This series explores aspects of America that may soon be just a memory -- some to be missed, some gladly left behind. From the least impactful to the most, here are 25 bits of vanishing America.
I left the love affair I had with paper checks over a decade ago. Now, it's plastic -- but no, I don't mean credit cards. We're talking debit cards here, which have almost completely replaced paper checks in almost all consumer transactions I witness in checkout lines.
Except for those fancy cashier's checks we use to pay for larger purchases, the personal check is completely out of style these days. I'm estimating that in the last 10 times I've witnessed purchases at the grocery store or local restaurant, nine of them have involved a debit card (or, yikes, a credit card) or cash. No checks.

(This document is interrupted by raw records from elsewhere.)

//! Streaming message-digest engine over a pluggable compression function.
//!
//! A [`DigestAlgorithm`] describes one hash: its block and output sizes, its
//! initial state, its compression function, and its length-field rule. The
//! engine owns partial-block buffering and Merkle-Damgard finalization, so an
//! algorithm only has to supply the per-block transform.

mod sha256;

pub use sha256::{Sha224, Sha256};

use tracing::trace;

use crate::ct::secure_zero;

/// Padding marker appended right after the message.
const PAD_MARKER: u8 = 0x80;

/// Byte order of the encoded message bit length.
#[derive(Debug, Clone, Copy, PartialEq, Eq)]
pub enum ByteOrder {
    /// Most significant byte first (SHA-1, SHA-2).
    Big,
    /// Least significant byte first (MD4, MD5, RIPEMD).
    Little,
}

/// Finalization rule: how the total message length is appended.
#[derive(Debug, Clone, Copy, PartialEq, Eq)]
pub struct LengthField {
    width: usize,
    order: ByteOrder,
}

impl LengthField {
    /// 64-bit big-endian bit count (SHA-1, SHA-224, SHA-256).
    pub const U64_BE: Self = Self::new(8, ByteOrder::Big);
    /// 64-bit little-endian bit count (MD5 family).
    pub const U64_LE: Self = Self::new(8, ByteOrder::Little);
    /// 128-bit big-endian bit count (SHA-384, SHA-512).
    pub const U128_BE: Self = Self::new(16, ByteOrder::Big);

    /// Build a length field of `width` bytes (8 or 16).
    ///
    /// # Panics
    ///
    /// Panics if `width` is neither 8 nor 16.
    #[must_use]
    pub const fn new(width: usize, order: ByteOrder) -> Self {
        assert!(width == 8 || width == 16, "length field must be 8 or 16 bytes");
        Self { width, order }
    }

    /// Number of bytes reserved at the end of the final block.
    #[must_use]
    pub const fn width(self) -> usize {
        self.width
    }

    /// Byte order of the encoded length.
    #[must_use]
    pub const fn order(self) -> ByteOrder {
        self.order
    }

    fn encode(self, bits: u128, dst: &mut [u8]) {
        debug_assert_eq!(dst.len(), self.width);
        match (self.width, self.order) {
            (8, ByteOrder::Big) => dst.copy_from_slice(&(bits as u64).to_be_bytes()),
            (8, ByteOrder::Little) => dst.copy_from_slice(&(bits as u64).to_le_bytes()),
            (_, ByteOrder::Big) => dst.copy_from_slice(&bits.to_be_bytes()),
            (_, ByteOrder::Little) => dst.copy_from_slice(&bits.to_le_bytes()),
        }
    }
}

/// Description of one hash algorithm.
///
/// Descriptors are immutable once built and are shared read-only by every
/// context created from them.
pub trait DigestAlgorithm: Send + Sync {
    /// Internal accumulator carried between compression calls.
    type State: Clone + Send;

    /// Bytes consumed per compression call.
    fn block_size(&self) -> usize;

    /// Length of the final digest in bytes.
    fn output_size(&self) -> usize;

    /// Size of the internal accumulator in bytes.
    fn state_size(&self) -> usize;

    /// Fresh accumulator for a new message.
    fn initial_state(&self) -> Self::State;

    /// Absorb `num_blocks` whole blocks.
    ///
    /// `data` is exactly `num_blocks * block_size()` bytes long.
    fn compress(&self, state: &mut Self::State, num_blocks: usize, data: &[u8]);

    /// Serialize the first `output_size()` bytes of the digest into `out`.
    fn write_output(&self, state: &Self::State, out: &mut [u8]);

    /// How the message length is encoded during finalization.
    fn length_field(&self) -> LengthField {
        LengthField::U64_BE
    }
}

/// Incremental hashing state for one message.
///
/// A context is owned by a single caller from [`DigestContext::init`] until
/// [`DigestContext::finalize_into`] consumes it.
#[derive(Clone)]
pub struct DigestContext<'d, D: DigestAlgorithm> {
    descriptor: &'d D,
    state: D::State,
    partial_block: Vec<u8>,
    partial_len: usize,
    total_bits: u128,
}

impl<'d, D: DigestAlgorithm> DigestContext<'d, D> {
    /// Start a new message for `descriptor`.
    ///
    /// # Panics
    ///
    /// Panics if the descriptor is malformed: zero block or output size, or a
    /// block too small to hold the padding marker and the length field.
    #[must_use]
    pub fn init(descriptor: &'d D) -> Self {
        let block_size = descriptor.block_size();
        assert!(block_size > 0, "digest block size must be positive");
        assert!(descriptor.output_size() > 0, "digest output size must be positive");
        assert!(
            block_size > descriptor.length_field().width(),
            "digest block size {block_size} cannot hold the length field"
        );

        Self {
            descriptor,
            state: descriptor.initial_state(),
            partial_block: vec![0u8; block_size],
            partial_len: 0,
            total_bits: 0,
        }
    }

    /// Start a message whose first block has already been chosen.
    ///
    /// `block` is compressed in a single call and accounted as one full block
    /// of input. HMAC seeds its inner and outer contexts this way.
    pub(crate) fn with_prefix_block(descriptor: &'d D, block: &[u8]) -> Self {
        let mut ctx = Self::init(descriptor);
        assert_eq!(block.len(), descriptor.block_size(), "prefix must be one block");
        descriptor.compress(&mut ctx.state, 1, block);
        ctx.total_bits = bits(block.len());
        ctx
    }

    #[cfg(test)]
    pub(crate) fn state(&self) -> &D::State {
        &self.state
    }

    /// Descriptor this context was created from.
    #[must_use]
    pub fn descriptor(&self) -> &'d D {
        self.descriptor
    }

    /// Append `data` to the message.
    pub fn update(&mut self, mut data: &[u8]) {
        let block_size = self.descriptor.block_size();

        while !data.is_empty() {
            if self.partial_len == 0 && data.len() >= block_size {
                let num_blocks = data.len() / block_size;
                let len = num_blocks * block_size;
                trace!(blocks = num_blocks, "bulk compress");
                self.descriptor.compress(&mut self.state, num_blocks, &data[..len]);
                self.total_bits = self.total_bits.wrapping_add(bits(len));
                data = &data[len..];
            } else {
                let take = (block_size - self.partial_len).min(data.len());
                let (head, tail) = data.split_at(take);
                self.partial_block[self.partial_len..self.partial_len + take].copy_from_slice(head);
                self.partial_len += take;
                data = tail;

                if self.partial_len == block_size {
                    self.descriptor.compress(&mut self.state, 1, &self.partial_block);
                    self.total_bits = self.total_bits.wrapping_add(bits(block_size));
                    self.partial_len = 0;
                }
            }
        }
    }

    /// Pad the message, write the digest to `out`, and consume the context.
    ///
    /// # Panics
    ///
    /// Panics if `out.len()` differs from the descriptor's output size.
    pub fn finalize_into(mut self, out: &mut [u8]) {
        self.finish(out);
    }

    /// Discard the current message and start over with the same descriptor.
    pub fn reset(&mut self) {
        self.state = self.descriptor.initial_state();
        secure_zero(&mut self.partial_block);
        self.partial_len = 0;
        self.total_bits = 0;
    }

    /// Finalization body shared with HMAC, which owns its contexts by value
    /// and cannot move them out.
    pub(crate) fn finish(&mut self, out: &mut [u8]) {
        let descriptor = self.descriptor;
        let block_size = descriptor.block_size();
        let length_field = descriptor.length_field();
        let reserve = length_field.width();
        assert_eq!(out.len(), descriptor.output_size(), "digest output buffer size");

        let total_bits = self.total_bits.wrapping_add(bits(self.partial_len));
        let mut len = self.partial_len;

        self.partial_block[len] = PAD_MARKER;
        len += 1;

        if len > block_size - reserve {
            self.partial_block[len..].fill(0);
            descriptor.compress(&mut self.state, 1, &self.partial_block);
            len = 0;
        }

        self.partial_block[len..block_size - reserve].fill(0);
        length_field.encode(total_bits, &mut self.partial_block[block_size - reserve..]);
        descriptor.compress(&mut self.state, 1, &self.partial_block);
        descriptor.write_output(&self.state, out);

        secure_zero(&mut self.partial_block);
        self.partial_len = 0;
    }
}

impl<D: DigestAlgorithm> Drop for DigestContext<'_, D> {
    fn drop(&mut self) {
        secure_zero(&mut self.partial_block);
    }
}

impl<D: DigestAlgorithm> core::fmt::Debug for DigestContext<'_, D> {
    fn fmt(&self, f: &mut core::fmt::Formatter<'_>) -> core::fmt::Result {
        f.debug_struct("DigestContext")
            .field("block_size", &self.descriptor.block_size())
            .field("partial_len", &self.partial_len)
            .field("total_bits", &self.total_bits)
            .finish_non_exhaustive()
    }
}

/// Digest `data` in one call.
///
/// # Panics
///
/// Panics if `out.len()` differs from the descriptor's output size.
pub fn digest_into<D: DigestAlgorithm>(descriptor: &D, data: &[u8], out: &mut [u8]) {
    let mut ctx = DigestContext::init(descriptor);
    ctx.update(data);
    ctx.finalize_into(out);
}

#[inline]
fn bits(bytes: usize) -> u128 {
    (bytes as u128) << 3
}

In many ways, the check has run its course: there are printing costs, theft, bad check fraud, illegible penmanship and the need to carry around a checkbook to just name a few. Isn't it easier just to swipe that debit card, punch in that PIN, and be on your way? And now sometimes you don't even need the PIN or to sign, for purchases under $20. Online bill payment doesn't just save time, it saves money, eliminating the need for a stamp.
Sure, all this is easier -- but I'm betting that many of us still use a check register or log to keep track of our checking account at any time. Most of us still have checking accounts, after all. I still have a checkbook that I carry around with my wallet, like the two are married or something. Perhaps it's just decades of habit more than a physical need, since I actually write maybe one check per month. But, getting rid of checks altogether just doesn't seem right to this old dog. Where are your checks?